Ethics, biology, love and economics collide as Rory Sutherland explores how a single slogan changed our wedding culture forever, and the psychology that still powers it.
Ethics, biology, love and economics collide in the story of perhaps the most controversial and successful four words in advertising.
Rory Sutherland explores how a single ad slogan - De Beers' "A Diamond Is Forever" - changed our attitudes to relationships, weddings and what constitutes "value" forever. Dreamed up in 1947 by the pioneering female copywriter Frances Gerety - who never married - it's thought to be the longest-serving piece of copy still running today, and was voted "Greatest Slogan of the 20th Century" by the influential industry publication Ad Age. Yet underpinning its success are evolutionary principles and behaviours that hark back to the dawn of humanity.
Frances Gerety's remarkable story is told by American author J. Courtney Sullivan, author of the acclaimed novel "The Engagements", with contributions from evolutionary psychologist Geoffrey Miller.
Producer: Steven Rajam
Why do certain marketing campaigns - from Nike's "Just Do It" to the MND Ice Bucket Challenge - cast such a spell over us? Rory Sutherland explores the story - and the psychology - behind ten of the most influential campaigns in history - with first-hand accounts from the creative minds that conceived them, and contributions from the worlds of evolutionary biology, behavioural psychology, socio-economics and anthropology.

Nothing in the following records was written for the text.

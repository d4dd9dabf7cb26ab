//! Custom charges billed outside the regular rent schedule.

use std::collections::BTreeMap;

use chrono::NaiveDate;
use serde::Deserialize;

use crate::leasing::domain::{days_inclusive, ContactId, Lease, LeaseId, ReceivableTypeId, TenantId};
use crate::money::{Fraction, Money};

use super::InvoiceError;

#[derive(Debug, Clone, PartialEq, Eq, Deserialize)]
pub struct ChargeRowInput {
    pub amount: Money,
    pub receivable_type: ReceivableTypeId,
}

/// Body of `POST /leases/{id}/create_charge/`.
#[derive(Debug, Clone, PartialEq, Eq, Deserialize)]
pub struct ChargeRequest {
    #[serde(default)]
    pub lease: Option<LeaseId>,
    pub due_date: NaiveDate,
    #[serde(default)]
    pub billing_period_start_date: Option<NaiveDate>,
    #[serde(default)]
    pub billing_period_end_date: Option<NaiveDate>,
    pub rows: Vec<ChargeRowInput>,
    #[serde(default)]
    pub notes: Option<String>,
}

impl ChargeRequest {
    /// Both period dates or neither; a missing period is the single day `today`.
    pub fn billing_period(&self, today: NaiveDate) -> Result<(NaiveDate, NaiveDate), InvoiceError> {
        match (self.billing_period_start_date, self.billing_period_end_date) {
            (Some(start), Some(end)) if end < start => Err(InvoiceError::BillingPeriodReversed),
            (Some(start), Some(end)) => Ok((start, end)),
            (None, None) => Ok((today, today)),
            _ => Err(InvoiceError::BillingPeriodIncomplete),
        }
    }
}

#[derive(Debug, Clone, PartialEq, Eq)]
pub struct ChargeRowDraft {
    pub tenant: TenantId,
    pub receivable_type: ReceivableTypeId,
    pub billing_period_start_date: NaiveDate,
    pub billing_period_end_date: NaiveDate,
    pub amount: Money,
}

#[derive(Debug, Clone, PartialEq, Eq)]
pub struct ChargeInvoiceDraft {
    pub recipient: ContactId,
    pub rows: Vec<ChargeRowDraft>,
}

impl ChargeInvoiceDraft {
    pub fn rows_total(&self) -> Money {
        self.rows.iter().map(|row| row.amount).sum()
    }
}

/// One charge invoice per recipient; several recipients share an invoice set.
#[derive(Debug, Clone, PartialEq, Eq)]
pub struct ChargePlan {
    pub lease: LeaseId,
    pub due_date: NaiveDate,
    pub invoicing_date: NaiveDate,
    pub billing_period_start_date: NaiveDate,
    pub billing_period_end_date: NaiveDate,
    pub notes: String,
    /// Sum of the requested rows; every invoice of the charge carries it as its total.
    pub total_amount: Money,
    pub invoices: Vec<ChargeInvoiceDraft>,
}

impl ChargePlan {
    pub fn needs_invoice_set(&self) -> bool {
        self.invoices.len() > 1
    }
}

/// Distributes each requested row over the lease's tenants for the billing period.
///
/// A tenant's part is the row amount weighted by the days its tenancy overlaps the
/// period and by its share. Rounding leftovers of an input row go to its largest
/// distributed row so the distributed rows add up to the requested amount.
pub fn plan_charge(
    lease: &Lease,
    request: &ChargeRequest,
    today: NaiveDate,
) -> Result<ChargePlan, InvoiceError> {
    let (start, end) = request.billing_period(today)?;
    if request.rows.is_empty() {
        return Err(InvoiceError::NoChargeRows);
    }
    let total_amount: Money = request.rows.iter().map(|row| row.amount).sum();
    if !total_amount.is_in_range() {
        return Err(InvoiceError::TotalOutOfRange(total_amount));
    }

    let period_days = i128::from(days_inclusive(start, end));
    let mut by_recipient: BTreeMap<ContactId, Vec<(TenantId, Fraction, (NaiveDate, NaiveDate))>> =
        BTreeMap::new();
    for tenant in lease.tenants_for_period(start, end) {
        let (Some(overlap), Some(recipient)) =
            (tenant.overlap(start, end), tenant.recipient_for(start, end))
        else {
            continue;
        };
        let days = Fraction::new(i128::from(days_inclusive(overlap.0, overlap.1)), period_days)
            .unwrap_or(Fraction::ZERO);
        by_recipient
            .entry(recipient)
            .or_default()
            .push((tenant.id, days * tenant.share(), overlap));
    }

    if by_recipient.is_empty() {
        return Err(InvoiceError::NoTenantsInPeriod);
    }

    // (invoice index, row index) of every row distributed from one input row
    let mut distributed: Vec<Vec<(usize, usize)>> = vec![Vec::new(); request.rows.len()];
    let mut invoices: Vec<ChargeInvoiceDraft> = Vec::with_capacity(by_recipient.len());
    for (recipient, tenants) in by_recipient {
        let invoice_index = invoices.len();
        let mut rows = Vec::new();
        for (input_index, input) in request.rows.iter().enumerate() {
            for (tenant, weight, (from, to)) in &tenants {
                distributed[input_index].push((invoice_index, rows.len()));
                rows.push(ChargeRowDraft {
                    tenant: *tenant,
                    receivable_type: input.receivable_type,
                    billing_period_start_date: *from,
                    billing_period_end_date: *to,
                    amount: input.amount.mul_fraction(*weight),
                });
            }
        }
        invoices.push(ChargeInvoiceDraft { recipient, rows });
    }

    for (input, positions) in request.rows.iter().zip(&distributed) {
        let sum: Money = positions
            .iter()
            .map(|(invoice, row)| invoices[*invoice].rows[*row].amount)
            .sum();
        let difference = input.amount - sum;
        if difference.is_zero() {
            continue;
        }
        let largest = positions
            .iter()
            .copied()
            .reduce(|best, candidate| {
                let best_amount = invoices[best.0].rows[best.1].amount.abs();
                let candidate_amount = invoices[candidate.0].rows[candidate.1].amount.abs();
                if candidate_amount > best_amount {
                    candidate
                } else {
                    best
                }
            });
        if let Some((invoice, row)) = largest {
            invoices[invoice].rows[row].amount += difference;
        }
    }

    Ok(ChargePlan {
        lease: lease.id,
        due_date: request.due_date,
        invoicing_date: today,
        billing_period_start_date: start,
        billing_period_end_date: end,
        notes: request.notes.clone().unwrap_or_default(),
        total_amount,
        invoices,
    })
}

Marketing. It's come to be one of the most misunderstood - and maligned - disciplines of our age: perceived variously as the Emperor's New Clothes, an emblem of the ills of capitalism, a shadowy dark art designed to steal away our hard-earned money and make us do (or buy, or vote for) things we don't want.
Yet marketing is undeniably a key part of contemporary culture. It's a science that's fundamentally about human behaviour - marketers, to some extent, understand us better than we know ourselves - and in the most successful campaigns we find our deepest emotions and urges, from altruism to shame, hope to bravado, systematically tapped into and drawn upon.
But what are these primal behaviours that the best campaigns evoke in us - and how do they harness them? Is marketing purely about commercial gain or can it underpin real common good and societal progress? And does the discipline manipulate our subconscious instincts and emotions - or simply hold a mirror to them?
Over ten episodes, senior advertising creative and Spectator writer Rory Sutherland unravels the story of some of the most powerful, brilliant and influential campaigns of our age. Set alongside personal testimonies from the brilliant minds that created them, we'll hear from a host of experts - from biologists to philosophers, novelists to economists - about how these campaigns got under our skin and proved to be so influential.
Contributors include: writer and former copywriter Fay Weldon; social behaviourist and expert on altruism Nicola Raihani; Alexander Nix, CEO of big data analysts Cambridge Analytica; philosopher Andy Martin; writer on Islamic issues and advisor to the world's first Islamic branding consultancy, Shelina Janmohamed; and evolutionary psychologist Geoffrey Miler.